=== Material provided ===

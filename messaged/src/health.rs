//! Health monitor: ticks every `check_interval_ms`, computing staleness and
//! recent-error-window health per platform, and an aggregate daemon-wide
//! status.

use std::collections::HashMap;
use std::sync::Arc;

use messages_core::PlatformState;
use serde::{Deserialize, Serialize};
use tokio::sync::{RwLock, mpsc, watch};

use crate::manager::PlatformManager;

#[derive(Debug, Clone, Serialize, Deserialize, PartialEq, Eq)]
#[serde(rename_all = "lowercase")]
pub enum AggregateHealth {
    Healthy,
    Degraded,
    Unhealthy,
}

#[derive(Debug, Clone, Serialize, Deserialize)]
pub struct PlatformHealth {
    pub platform: String,
    pub connected: bool,
    pub stale: bool,
    pub recent_errors: u32,
    pub unhealthy: bool,
}

#[derive(Debug, Clone, Serialize, Deserialize)]
pub struct HealthReport {
    pub overall: AggregateHealth,
    pub platforms: Vec<PlatformHealth>,
}

#[derive(Debug, Clone)]
pub enum HealthEvent {
    Unhealthy { platform: String },
    Recovered { platform: String },
}

pub struct HealthMonitor {
    manager: Arc<PlatformManager>,
    stale_threshold_ms: i64,
    error_window_ms: i64,
    max_errors_before_unhealthy: u32,
    was_unhealthy: RwLock<HashMap<String, bool>>,
    events: mpsc::Sender<HealthEvent>,
}

impl HealthMonitor {
    pub fn new(
        manager: Arc<PlatformManager>,
        stale_threshold_ms: i64,
        error_window_ms: i64,
        max_errors_before_unhealthy: u32,
        events: mpsc::Sender<HealthEvent>,
    ) -> Self {
        Self {
            manager,
            stale_threshold_ms,
            error_window_ms,
            max_errors_before_unhealthy,
            was_unhealthy: RwLock::new(HashMap::new()),
            events,
        }
    }

    pub async fn check_once(&self, now_ms: i64) -> HealthReport {
        let states = self.manager.all_states().await;
        let mut platforms = Vec::with_capacity(states.len());

        for state in &states {
            let health = self.evaluate(state, now_ms);

            let mut was_unhealthy = self.was_unhealthy.write().await;
            let previously = was_unhealthy.get(&state.platform).copied().unwrap_or(false);
            if health.unhealthy && !previously {
                let _ = self
                    .events
                    .send(HealthEvent::Unhealthy {
                        platform: state.platform.clone(),
                    })
                    .await;
            } else if !health.unhealthy && previously {
                let _ = self
                    .events
                    .send(HealthEvent::Recovered {
                        platform: state.platform.clone(),
                    })
                    .await;
            }
            was_unhealthy.insert(state.platform.clone(), health.unhealthy);

            platforms.push(health);
        }

        let healthy_count = platforms.iter().filter(|p| !p.unhealthy).count();
        let overall = if healthy_count == platforms.len() && !platforms.is_empty() {
            AggregateHealth::Healthy
        } else if healthy_count > 0 {
            AggregateHealth::Degraded
        } else {
            AggregateHealth::Unhealthy
        };

        HealthReport { overall, platforms }
    }

    fn evaluate(&self, state: &PlatformState, now_ms: i64) -> PlatformHealth {
        let connected = state.status == "connected";
        let last_activity = state.last_message.max(state.last_connected);
        let stale = match last_activity {
            Some(ts) => (now_ms - ts) > self.stale_threshold_ms,
            None => false,
        };

        // The store keeps a cumulative error_count, not per-error timestamps;
        // treat it as "recent" only while the platform's last state change
        // falls inside the error window.
        let recent_errors = if (now_ms - state.updated_at) <= self.error_window_ms {
            state.error_count as u32
        } else {
            0
        };

        let unhealthy =
            !connected || stale || recent_errors >= self.max_errors_before_unhealthy;

        PlatformHealth {
            platform: state.platform.clone(),
            connected,
            stale,
            recent_errors,
            unhealthy,
        }
    }

    pub async fn run(self: Arc<Self>, check_interval_ms: u64, mut shutting_down: watch::Receiver<bool>) {
        let mut interval = tokio::time::interval(std::time::Duration::from_millis(check_interval_ms));
        loop {
            tokio::select! {
                _ = interval.tick() => {
                    let now = chrono::Utc::now().timestamp_millis();
                    self.check_once(now).await;
                }
                _ = shutting_down.changed() => {
                    if *shutting_down.borrow() {
                        return;
                    }
                }
            }
        }
    }
}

===

=== Work instructions ===
Could you copy every record above exactly as written?

=== Response to the exercise ===
filename messaged/src/health.rs
//! Health monitor: ticks every `check_interval_ms`, computing staleness and
//! recent-error-window health per platform, and an aggregate daemon-wide
//! status.

use std::collections::HashMap;
use std::sync::Arc;

use messages_core::PlatformState;
use serde::{Deserialize, Serialize};
use tokio::sync::{RwLock, mpsc, watch};

use crate::manager::PlatformManager;

#[derive(Debug, Clone, Serialize, Deserialize, PartialEq, Eq)]
#[serde(rename_all = "lowercase")]
pub enum AggregateHealth {
    Healthy,
    Degraded,
    Unhealthy,
}

#[derive(Debug, Clone, Serialize, Deserialize)]
pub struct PlatformHealth {
    pub platform: String,
    pub connected: bool,
    pub stale: bool,
    pub recent_errors: u32,
    pub unhealthy: bool,
}

#[derive(Debug, Clone, Serialize, Deserialize)]
pub struct HealthReport {
    pub overall: AggregateHealth,
    pub platforms: Vec<PlatformHealth>,
}

#[derive(Debug, Clone)]
pub enum HealthEvent {
    Unhealthy { platform: String },
    Recovered { platform: String },
}

pub struct HealthMonitor {
    manager: Arc<PlatformManager>,
    stale_threshold_ms: i64,
    error_window_ms: i64,
    max_errors_before_unhealthy: u32,
    was_unhealthy: RwLock<HashMap<String, bool>>,
    events: mpsc::Sender<HealthEvent>,
}

impl HealthMonitor {
    pub fn new(
        manager: Arc<PlatformManager>,
        stale_threshold_ms: i64,
        error_window_ms: i64,
        max_errors_before_unhealthy: u32,
        events: mpsc::Sender<HealthEvent>,
    ) -> Self {
        Self {
            manager,
            stale_threshold_ms,
            error_window_ms,
            max_errors_before_unhealthy,
            was_unhealthy: RwLock::new(HashMap::new()),
            events,
        }
    }

    pub async fn check_once(&self, now_ms: i64) -> HealthReport {
        let states = self.manager.all_states().await;
        let mut platforms = Vec::with_capacity(states.len());

        for state in &states {
            let health = self.evaluate(state, now_ms);

            let mut was_unhealthy = self.was_unhealthy.write().await;
            let previously = was_unhealthy.get(&state.platform).copied().unwrap_or(false);
            if health.unhealthy && !previously {
                let _ = self
                    .events
                    .send(HealthEvent::Unhealthy {
                        platform: state.platform.clone(),
                    })
                    .await;
            } else if !health.unhealthy && previously {
                let _ = self
                    .events
                    .send(HealthEvent::Recovered {
                        platform: state.platform.clone(),
                    })
                    .await;
            }
            was_unhealthy.insert(state.platform.clone(), health.unhealthy);

            platforms.push(health);
        }

        let healthy_count = platforms.iter().filter(|p| !p.unhealthy).count();
        let overall = if healthy_count == platforms.len() && !platforms.is_empty() {
            AggregateHealth::Healthy
        } else if healthy_count > 0 {
            AggregateHealth::Degraded
        } else {
            AggregateHealth::Unhealthy
        };

        HealthReport { overall, platforms }
    }

    fn evaluate(&self, state: &PlatformState, now_ms: i64) -> PlatformHealth {
        let connected = state.status == "connected";
        let last_activity = state.last_message.max(state.last_connected);
        let stale = match last_activity {
            Some(ts) => (now_ms - ts) > self.stale_threshold_ms,
            None => false,
        };

        // The store keeps a cumulative error_count, not per-error timestamps;
        // treat it as "recent" only while the platform's last state change
        // falls inside the error window.
        let recent_errors = if (now_ms - state.updated_at) <= self.error_window_ms {
            state.error_count as u32
        } else {
            0
        };

        let unhealthy =
            !connected || stale || recent_errors >= self.max_errors_before_unhealthy;

        PlatformHealth {
            platform: state.platform.clone(),
            connected,
            stale,
            recent_errors,
            unhealthy,
        }
    }

    pub async fn run(self: Arc<Self>, check_interval_ms: u64, mut shutting_down: watch::Receiver<bool>) {
        let mut interval = tokio::time::interval(std::time::Duration::from_millis(check_interval_ms));
        loop {
            tokio::select! {
                _ = interval.tick() => {
                    let now = chrono::Utc::now().timestamp_millis();
                    self.check_once(now).await;
                }
                _ = shutting_down.changed() => {
                    if *shutting_down.borrow() {
                        return;
                    }
                }
            }
        }
    }
}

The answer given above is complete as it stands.